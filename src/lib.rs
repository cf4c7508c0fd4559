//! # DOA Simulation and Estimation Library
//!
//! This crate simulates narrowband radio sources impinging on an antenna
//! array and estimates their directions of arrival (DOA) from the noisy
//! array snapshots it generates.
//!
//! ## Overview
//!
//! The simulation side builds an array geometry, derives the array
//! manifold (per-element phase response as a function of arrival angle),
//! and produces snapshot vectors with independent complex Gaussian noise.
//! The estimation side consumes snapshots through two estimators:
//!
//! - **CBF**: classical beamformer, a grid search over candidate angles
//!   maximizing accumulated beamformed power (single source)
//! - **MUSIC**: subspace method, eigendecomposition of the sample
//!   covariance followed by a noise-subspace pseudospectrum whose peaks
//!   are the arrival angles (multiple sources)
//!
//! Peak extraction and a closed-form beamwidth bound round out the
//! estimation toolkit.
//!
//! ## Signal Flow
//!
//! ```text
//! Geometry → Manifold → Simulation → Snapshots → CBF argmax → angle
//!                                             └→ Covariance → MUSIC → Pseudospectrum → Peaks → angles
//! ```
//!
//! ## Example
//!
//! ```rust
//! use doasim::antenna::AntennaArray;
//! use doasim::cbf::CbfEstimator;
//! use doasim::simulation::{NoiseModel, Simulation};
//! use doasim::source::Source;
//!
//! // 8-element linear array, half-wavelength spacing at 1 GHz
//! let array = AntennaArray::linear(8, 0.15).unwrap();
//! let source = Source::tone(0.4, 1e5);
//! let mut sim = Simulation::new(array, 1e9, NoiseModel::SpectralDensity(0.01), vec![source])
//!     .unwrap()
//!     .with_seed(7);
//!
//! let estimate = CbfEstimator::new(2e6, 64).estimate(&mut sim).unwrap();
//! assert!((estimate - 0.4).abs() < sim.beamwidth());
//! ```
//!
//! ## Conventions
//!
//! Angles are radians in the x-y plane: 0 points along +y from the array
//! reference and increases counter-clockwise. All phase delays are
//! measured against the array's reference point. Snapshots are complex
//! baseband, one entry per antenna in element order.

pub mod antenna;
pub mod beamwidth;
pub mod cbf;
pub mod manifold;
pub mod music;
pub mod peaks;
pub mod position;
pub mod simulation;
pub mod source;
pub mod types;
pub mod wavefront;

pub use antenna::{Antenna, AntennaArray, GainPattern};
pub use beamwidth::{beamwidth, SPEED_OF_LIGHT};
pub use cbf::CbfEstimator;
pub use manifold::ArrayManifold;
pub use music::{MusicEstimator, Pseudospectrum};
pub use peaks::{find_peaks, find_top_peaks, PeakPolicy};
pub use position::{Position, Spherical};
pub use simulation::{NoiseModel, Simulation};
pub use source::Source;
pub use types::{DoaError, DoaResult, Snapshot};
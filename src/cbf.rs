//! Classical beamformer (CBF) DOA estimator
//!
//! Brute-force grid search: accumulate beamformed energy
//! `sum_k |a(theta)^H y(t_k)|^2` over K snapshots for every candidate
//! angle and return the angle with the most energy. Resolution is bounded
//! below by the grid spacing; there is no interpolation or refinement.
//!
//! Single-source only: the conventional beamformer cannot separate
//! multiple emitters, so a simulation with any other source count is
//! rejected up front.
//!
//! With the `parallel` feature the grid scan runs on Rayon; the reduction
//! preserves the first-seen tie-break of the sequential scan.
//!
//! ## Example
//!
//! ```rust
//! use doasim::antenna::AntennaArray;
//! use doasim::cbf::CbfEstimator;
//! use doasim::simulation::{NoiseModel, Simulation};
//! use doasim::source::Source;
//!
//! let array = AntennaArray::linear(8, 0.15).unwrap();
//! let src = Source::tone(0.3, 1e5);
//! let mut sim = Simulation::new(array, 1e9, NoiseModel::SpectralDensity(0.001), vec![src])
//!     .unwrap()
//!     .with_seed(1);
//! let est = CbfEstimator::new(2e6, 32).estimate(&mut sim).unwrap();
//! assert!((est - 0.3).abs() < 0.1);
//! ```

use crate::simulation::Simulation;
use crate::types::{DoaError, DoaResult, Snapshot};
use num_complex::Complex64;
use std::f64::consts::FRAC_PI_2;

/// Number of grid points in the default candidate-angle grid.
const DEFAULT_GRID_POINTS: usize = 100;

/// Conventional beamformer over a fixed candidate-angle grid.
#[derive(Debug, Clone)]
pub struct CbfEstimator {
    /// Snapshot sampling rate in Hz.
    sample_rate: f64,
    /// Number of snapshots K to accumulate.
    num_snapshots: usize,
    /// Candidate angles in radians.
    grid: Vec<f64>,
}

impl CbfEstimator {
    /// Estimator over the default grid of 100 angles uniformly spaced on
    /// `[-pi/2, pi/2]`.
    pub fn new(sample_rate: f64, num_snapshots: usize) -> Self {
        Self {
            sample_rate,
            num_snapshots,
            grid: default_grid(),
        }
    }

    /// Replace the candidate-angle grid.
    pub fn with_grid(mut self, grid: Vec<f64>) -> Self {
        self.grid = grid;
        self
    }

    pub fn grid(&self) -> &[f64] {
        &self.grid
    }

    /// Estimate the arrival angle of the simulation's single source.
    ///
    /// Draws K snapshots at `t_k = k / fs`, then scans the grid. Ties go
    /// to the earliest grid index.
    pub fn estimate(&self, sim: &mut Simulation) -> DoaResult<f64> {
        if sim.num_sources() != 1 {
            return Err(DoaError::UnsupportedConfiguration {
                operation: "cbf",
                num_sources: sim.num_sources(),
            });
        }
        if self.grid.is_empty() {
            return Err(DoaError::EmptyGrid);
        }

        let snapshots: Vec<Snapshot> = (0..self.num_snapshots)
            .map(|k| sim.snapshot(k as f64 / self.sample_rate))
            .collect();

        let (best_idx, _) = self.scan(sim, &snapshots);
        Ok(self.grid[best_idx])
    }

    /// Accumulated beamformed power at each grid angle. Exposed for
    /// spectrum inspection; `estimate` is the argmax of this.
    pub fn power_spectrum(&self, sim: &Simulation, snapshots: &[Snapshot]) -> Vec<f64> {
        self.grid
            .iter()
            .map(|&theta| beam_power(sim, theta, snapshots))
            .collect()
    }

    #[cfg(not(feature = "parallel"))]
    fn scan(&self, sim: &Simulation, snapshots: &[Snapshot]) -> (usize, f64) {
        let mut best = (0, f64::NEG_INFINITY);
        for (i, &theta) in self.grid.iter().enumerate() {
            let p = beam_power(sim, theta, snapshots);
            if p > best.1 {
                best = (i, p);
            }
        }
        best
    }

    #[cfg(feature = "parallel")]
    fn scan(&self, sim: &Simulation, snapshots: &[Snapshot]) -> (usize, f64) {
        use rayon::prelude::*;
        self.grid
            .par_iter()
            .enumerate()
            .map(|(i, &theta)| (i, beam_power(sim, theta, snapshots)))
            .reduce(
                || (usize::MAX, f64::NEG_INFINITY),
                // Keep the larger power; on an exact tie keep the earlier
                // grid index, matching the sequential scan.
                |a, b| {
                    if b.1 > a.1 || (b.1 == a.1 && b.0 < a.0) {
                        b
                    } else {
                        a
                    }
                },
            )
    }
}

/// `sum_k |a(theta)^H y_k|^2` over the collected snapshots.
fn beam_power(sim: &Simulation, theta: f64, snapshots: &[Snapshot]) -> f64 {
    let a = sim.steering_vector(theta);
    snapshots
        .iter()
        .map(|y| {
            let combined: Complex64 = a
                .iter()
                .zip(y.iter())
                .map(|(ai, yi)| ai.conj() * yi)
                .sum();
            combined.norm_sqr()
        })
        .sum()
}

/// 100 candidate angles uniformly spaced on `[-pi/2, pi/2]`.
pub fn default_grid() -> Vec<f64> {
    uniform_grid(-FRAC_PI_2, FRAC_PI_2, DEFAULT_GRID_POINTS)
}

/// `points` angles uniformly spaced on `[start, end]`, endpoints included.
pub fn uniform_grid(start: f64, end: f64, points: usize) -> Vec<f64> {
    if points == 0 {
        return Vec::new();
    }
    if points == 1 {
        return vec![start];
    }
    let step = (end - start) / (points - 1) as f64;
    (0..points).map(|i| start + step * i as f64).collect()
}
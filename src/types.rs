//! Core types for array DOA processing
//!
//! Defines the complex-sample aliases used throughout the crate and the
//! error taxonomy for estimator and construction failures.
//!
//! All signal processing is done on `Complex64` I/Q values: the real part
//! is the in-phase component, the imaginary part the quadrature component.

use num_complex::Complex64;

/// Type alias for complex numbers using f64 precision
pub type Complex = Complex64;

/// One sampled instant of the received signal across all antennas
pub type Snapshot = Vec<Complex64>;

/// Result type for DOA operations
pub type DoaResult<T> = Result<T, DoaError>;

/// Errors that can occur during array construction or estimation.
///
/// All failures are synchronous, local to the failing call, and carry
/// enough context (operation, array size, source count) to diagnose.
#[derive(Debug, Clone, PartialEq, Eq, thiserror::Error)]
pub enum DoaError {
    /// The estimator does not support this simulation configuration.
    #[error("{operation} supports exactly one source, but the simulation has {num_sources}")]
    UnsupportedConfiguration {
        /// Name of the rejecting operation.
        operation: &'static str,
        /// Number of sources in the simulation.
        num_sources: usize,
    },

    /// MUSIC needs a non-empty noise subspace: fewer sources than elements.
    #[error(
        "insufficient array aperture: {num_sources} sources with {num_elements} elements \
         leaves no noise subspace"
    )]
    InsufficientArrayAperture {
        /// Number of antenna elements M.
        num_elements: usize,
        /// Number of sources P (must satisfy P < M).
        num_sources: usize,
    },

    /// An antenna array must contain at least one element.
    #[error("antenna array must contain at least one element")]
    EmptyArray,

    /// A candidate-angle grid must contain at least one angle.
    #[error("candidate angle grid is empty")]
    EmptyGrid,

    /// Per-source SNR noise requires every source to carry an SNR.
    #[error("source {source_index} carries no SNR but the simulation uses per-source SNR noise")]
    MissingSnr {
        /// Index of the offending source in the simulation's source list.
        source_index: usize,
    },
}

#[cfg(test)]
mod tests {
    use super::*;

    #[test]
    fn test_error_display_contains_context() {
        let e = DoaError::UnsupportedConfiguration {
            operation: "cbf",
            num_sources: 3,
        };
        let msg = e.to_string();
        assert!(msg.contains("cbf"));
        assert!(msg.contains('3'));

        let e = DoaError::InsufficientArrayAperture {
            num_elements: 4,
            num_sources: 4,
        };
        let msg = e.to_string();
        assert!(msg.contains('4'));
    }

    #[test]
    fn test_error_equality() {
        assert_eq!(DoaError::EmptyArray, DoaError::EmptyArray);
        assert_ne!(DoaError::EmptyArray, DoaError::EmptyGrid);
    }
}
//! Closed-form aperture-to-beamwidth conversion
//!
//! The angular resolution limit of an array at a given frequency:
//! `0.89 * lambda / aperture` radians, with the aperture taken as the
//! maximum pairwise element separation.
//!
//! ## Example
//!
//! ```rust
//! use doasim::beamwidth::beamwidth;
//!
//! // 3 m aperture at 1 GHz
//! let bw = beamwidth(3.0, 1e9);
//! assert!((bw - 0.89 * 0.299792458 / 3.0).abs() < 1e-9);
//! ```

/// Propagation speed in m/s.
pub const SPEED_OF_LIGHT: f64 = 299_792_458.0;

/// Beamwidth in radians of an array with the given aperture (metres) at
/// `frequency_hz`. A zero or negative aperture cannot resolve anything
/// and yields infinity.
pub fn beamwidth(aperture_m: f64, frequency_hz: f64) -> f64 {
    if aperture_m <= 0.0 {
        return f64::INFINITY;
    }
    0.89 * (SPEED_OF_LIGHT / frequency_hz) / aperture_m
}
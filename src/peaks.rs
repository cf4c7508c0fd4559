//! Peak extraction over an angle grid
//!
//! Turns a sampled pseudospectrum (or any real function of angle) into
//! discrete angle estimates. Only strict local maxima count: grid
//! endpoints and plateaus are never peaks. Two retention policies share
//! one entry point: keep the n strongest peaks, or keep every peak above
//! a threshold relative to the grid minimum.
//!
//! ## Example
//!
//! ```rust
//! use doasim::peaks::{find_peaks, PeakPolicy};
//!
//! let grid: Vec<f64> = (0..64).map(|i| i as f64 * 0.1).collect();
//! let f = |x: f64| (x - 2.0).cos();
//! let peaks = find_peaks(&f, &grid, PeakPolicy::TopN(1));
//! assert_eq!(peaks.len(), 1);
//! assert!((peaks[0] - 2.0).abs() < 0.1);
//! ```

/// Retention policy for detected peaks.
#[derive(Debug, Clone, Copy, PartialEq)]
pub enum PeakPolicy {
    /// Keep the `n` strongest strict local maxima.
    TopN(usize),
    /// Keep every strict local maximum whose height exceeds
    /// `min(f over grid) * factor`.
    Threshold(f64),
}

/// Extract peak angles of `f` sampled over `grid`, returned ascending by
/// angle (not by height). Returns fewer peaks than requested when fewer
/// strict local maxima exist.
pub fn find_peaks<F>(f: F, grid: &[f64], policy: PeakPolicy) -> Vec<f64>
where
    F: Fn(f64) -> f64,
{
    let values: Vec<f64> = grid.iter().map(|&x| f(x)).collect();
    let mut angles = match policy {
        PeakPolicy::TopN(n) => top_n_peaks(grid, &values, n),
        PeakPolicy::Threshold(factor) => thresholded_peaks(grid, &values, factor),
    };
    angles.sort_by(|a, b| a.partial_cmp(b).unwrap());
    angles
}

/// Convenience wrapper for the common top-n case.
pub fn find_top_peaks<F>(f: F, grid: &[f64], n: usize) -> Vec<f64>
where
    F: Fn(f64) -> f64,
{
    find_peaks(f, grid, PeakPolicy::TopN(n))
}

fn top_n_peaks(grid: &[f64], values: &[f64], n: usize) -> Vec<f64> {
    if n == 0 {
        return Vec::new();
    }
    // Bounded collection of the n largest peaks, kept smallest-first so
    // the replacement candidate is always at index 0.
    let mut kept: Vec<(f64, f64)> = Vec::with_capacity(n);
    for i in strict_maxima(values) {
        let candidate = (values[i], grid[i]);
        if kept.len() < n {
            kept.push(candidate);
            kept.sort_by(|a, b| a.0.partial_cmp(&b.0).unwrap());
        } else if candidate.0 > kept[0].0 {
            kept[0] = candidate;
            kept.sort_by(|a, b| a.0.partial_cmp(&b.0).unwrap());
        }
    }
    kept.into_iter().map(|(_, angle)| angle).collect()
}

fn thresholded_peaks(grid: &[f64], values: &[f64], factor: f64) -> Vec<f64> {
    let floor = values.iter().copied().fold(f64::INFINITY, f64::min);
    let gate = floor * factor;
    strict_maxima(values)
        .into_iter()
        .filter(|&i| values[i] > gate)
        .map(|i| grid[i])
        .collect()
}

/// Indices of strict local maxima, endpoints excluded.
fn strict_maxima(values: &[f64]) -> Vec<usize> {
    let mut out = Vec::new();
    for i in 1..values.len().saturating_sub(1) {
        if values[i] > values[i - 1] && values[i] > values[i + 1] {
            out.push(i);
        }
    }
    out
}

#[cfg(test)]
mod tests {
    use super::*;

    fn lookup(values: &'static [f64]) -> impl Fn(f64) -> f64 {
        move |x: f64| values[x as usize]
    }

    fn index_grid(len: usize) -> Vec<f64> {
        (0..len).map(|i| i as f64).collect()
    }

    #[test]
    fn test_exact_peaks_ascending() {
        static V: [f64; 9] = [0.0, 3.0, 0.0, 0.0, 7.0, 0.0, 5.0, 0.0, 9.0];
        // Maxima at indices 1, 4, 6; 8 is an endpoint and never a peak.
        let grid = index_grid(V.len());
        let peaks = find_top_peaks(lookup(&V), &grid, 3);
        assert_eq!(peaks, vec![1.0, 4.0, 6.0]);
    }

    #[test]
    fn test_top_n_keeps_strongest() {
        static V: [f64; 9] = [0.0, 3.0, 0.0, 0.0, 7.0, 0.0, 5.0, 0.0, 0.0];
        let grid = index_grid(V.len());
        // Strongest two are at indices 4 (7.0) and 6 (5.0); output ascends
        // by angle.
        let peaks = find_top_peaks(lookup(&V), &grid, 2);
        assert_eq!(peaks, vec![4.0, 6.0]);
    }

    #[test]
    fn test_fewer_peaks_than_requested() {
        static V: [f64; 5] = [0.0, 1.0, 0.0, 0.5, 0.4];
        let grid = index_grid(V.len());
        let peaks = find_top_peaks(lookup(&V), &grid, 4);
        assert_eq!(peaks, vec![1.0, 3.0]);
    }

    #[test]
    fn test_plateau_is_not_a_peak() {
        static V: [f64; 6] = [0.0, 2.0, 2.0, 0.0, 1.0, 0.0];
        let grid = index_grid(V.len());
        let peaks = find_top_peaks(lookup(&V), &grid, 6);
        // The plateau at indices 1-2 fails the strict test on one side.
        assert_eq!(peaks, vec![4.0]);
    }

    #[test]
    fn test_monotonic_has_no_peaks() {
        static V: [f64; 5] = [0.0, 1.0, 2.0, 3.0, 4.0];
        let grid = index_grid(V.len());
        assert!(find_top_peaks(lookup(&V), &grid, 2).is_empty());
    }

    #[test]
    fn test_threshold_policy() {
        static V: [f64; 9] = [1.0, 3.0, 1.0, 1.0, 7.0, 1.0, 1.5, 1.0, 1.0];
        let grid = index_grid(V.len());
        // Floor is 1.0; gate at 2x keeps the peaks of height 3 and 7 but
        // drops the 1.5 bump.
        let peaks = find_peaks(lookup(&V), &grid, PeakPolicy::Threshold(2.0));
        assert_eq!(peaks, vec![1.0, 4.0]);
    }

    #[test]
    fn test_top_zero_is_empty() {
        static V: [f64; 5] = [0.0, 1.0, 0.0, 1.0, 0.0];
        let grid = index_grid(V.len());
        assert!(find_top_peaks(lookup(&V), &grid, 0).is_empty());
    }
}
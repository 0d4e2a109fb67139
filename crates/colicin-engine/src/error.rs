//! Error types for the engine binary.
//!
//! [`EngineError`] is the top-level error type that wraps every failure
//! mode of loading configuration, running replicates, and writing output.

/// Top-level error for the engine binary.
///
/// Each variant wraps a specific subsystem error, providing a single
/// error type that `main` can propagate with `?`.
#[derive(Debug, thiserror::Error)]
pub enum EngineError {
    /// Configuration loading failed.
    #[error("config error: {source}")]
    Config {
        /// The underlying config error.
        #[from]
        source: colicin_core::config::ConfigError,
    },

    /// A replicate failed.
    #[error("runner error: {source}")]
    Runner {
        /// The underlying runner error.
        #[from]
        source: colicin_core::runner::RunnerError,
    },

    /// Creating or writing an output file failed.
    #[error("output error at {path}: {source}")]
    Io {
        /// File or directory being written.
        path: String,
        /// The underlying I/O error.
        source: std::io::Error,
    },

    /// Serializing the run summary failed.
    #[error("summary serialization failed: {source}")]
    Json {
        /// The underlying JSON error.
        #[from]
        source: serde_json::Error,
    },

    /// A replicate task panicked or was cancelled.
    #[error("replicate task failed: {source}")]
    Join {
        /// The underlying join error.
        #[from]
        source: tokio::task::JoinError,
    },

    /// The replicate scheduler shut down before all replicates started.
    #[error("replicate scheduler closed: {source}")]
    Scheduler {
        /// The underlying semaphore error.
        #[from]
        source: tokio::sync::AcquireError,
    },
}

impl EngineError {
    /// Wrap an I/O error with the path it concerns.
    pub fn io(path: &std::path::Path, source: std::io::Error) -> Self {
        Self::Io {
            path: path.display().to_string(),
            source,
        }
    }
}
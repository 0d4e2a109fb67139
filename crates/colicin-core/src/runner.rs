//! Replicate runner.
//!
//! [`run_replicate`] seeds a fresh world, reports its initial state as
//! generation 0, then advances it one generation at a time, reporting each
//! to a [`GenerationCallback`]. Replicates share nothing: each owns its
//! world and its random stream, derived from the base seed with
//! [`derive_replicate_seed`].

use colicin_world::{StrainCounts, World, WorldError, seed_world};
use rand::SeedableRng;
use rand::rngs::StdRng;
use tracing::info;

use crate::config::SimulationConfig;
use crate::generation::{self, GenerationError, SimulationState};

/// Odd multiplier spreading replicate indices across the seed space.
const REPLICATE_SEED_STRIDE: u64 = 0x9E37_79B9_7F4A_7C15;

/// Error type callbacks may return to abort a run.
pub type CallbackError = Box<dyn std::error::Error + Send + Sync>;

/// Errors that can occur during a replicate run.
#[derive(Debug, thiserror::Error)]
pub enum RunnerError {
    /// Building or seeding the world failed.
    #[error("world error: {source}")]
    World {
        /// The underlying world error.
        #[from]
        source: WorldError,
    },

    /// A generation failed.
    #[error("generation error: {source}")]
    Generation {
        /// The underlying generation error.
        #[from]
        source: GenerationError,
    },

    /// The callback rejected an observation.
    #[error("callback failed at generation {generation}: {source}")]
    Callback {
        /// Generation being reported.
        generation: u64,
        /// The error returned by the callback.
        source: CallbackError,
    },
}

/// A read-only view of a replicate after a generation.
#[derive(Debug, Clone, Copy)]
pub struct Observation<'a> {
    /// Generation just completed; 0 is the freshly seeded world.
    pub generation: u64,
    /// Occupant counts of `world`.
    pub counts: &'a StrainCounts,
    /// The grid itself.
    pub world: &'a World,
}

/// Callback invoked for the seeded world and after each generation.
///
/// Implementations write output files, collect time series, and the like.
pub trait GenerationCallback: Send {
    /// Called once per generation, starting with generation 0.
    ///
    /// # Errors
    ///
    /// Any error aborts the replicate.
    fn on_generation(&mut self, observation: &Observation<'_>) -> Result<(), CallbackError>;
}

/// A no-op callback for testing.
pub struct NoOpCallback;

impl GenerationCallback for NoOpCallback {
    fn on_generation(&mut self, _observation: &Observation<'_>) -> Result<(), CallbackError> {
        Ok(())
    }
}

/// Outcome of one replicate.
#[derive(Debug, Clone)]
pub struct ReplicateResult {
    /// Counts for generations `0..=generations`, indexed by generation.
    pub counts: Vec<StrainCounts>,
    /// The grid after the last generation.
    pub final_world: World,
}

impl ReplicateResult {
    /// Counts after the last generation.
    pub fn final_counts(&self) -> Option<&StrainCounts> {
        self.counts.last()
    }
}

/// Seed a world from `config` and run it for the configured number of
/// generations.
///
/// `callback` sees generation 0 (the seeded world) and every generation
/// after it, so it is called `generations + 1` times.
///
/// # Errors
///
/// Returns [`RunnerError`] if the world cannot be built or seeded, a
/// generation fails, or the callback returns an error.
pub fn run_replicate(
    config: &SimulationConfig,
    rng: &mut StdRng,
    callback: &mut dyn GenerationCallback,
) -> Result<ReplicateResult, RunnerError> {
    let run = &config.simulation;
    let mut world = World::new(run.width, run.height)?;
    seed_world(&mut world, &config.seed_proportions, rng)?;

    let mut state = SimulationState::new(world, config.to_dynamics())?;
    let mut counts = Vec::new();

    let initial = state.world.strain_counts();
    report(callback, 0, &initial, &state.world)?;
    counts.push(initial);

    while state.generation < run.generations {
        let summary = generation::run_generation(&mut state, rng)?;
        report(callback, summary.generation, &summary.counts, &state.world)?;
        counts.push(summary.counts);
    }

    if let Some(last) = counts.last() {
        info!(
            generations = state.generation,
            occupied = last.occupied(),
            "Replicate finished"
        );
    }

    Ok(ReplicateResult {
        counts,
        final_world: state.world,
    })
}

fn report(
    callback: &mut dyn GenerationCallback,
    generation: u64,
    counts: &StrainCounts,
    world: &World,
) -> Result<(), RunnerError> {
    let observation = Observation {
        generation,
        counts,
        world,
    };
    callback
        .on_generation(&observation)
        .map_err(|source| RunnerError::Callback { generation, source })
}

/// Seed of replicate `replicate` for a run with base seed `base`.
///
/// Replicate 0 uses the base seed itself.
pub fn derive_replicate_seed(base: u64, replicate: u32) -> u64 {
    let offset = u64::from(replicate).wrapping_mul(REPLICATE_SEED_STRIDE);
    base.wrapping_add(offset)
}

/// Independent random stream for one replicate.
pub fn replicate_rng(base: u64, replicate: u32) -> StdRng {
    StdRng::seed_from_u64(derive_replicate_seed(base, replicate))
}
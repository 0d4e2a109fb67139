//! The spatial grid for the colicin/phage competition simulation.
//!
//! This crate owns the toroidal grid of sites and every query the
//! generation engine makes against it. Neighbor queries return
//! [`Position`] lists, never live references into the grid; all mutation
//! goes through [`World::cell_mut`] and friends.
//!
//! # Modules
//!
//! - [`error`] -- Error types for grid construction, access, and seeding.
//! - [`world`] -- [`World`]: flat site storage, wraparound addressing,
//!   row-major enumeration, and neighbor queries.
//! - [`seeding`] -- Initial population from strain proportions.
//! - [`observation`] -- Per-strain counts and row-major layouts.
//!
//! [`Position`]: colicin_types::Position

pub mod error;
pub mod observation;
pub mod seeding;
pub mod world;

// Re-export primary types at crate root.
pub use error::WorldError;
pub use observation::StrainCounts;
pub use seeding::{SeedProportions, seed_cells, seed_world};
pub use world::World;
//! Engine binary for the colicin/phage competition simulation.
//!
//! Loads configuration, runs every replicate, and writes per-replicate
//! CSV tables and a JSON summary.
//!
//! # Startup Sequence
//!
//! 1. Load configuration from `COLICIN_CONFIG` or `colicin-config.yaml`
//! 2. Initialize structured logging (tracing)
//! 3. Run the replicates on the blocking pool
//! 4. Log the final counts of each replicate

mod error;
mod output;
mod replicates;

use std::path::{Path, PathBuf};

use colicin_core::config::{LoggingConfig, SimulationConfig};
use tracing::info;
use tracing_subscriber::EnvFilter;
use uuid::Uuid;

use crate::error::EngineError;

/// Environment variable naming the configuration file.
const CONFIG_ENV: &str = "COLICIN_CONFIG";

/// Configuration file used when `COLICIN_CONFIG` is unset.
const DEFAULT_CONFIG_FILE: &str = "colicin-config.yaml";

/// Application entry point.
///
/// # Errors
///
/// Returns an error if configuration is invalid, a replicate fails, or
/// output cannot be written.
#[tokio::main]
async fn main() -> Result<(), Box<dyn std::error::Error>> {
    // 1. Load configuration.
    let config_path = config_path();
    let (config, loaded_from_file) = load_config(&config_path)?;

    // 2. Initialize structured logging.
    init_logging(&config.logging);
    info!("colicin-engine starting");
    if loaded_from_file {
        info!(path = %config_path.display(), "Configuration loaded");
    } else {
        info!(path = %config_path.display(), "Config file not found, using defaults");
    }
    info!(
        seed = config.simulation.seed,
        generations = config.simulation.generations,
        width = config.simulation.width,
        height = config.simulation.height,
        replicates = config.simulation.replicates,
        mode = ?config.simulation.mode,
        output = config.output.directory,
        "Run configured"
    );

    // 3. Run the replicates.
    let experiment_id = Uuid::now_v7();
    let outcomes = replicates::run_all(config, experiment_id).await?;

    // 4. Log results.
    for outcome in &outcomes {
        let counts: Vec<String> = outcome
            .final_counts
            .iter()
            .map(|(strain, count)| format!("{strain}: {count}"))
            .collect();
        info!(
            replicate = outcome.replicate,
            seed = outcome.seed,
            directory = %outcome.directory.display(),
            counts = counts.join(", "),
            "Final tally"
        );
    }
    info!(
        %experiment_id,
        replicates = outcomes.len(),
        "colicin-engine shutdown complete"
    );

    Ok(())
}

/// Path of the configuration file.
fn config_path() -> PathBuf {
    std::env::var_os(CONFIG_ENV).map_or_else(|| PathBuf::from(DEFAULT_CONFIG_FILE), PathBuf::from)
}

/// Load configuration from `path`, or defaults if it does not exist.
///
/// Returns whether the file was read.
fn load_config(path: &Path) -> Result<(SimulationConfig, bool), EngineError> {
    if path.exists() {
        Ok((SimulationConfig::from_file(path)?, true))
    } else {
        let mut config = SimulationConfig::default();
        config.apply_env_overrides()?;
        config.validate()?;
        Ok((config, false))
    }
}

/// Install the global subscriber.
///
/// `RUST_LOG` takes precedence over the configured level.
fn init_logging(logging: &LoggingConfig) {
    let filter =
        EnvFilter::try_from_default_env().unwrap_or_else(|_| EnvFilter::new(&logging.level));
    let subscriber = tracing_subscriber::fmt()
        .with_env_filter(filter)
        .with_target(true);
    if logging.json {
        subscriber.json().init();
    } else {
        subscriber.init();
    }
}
###
Activity: If a line in the material above contains the word "DoaResult", copy it.

Result:
pub use types::{DoaError, DoaResult, Snapshot};
use crate::types::{DoaError, DoaResult, Snapshot};
    pub fn estimate(&self, sim: &mut Simulation) -> DoaResult<f64> {
pub type DoaResult<T> = Result<T, DoaError>;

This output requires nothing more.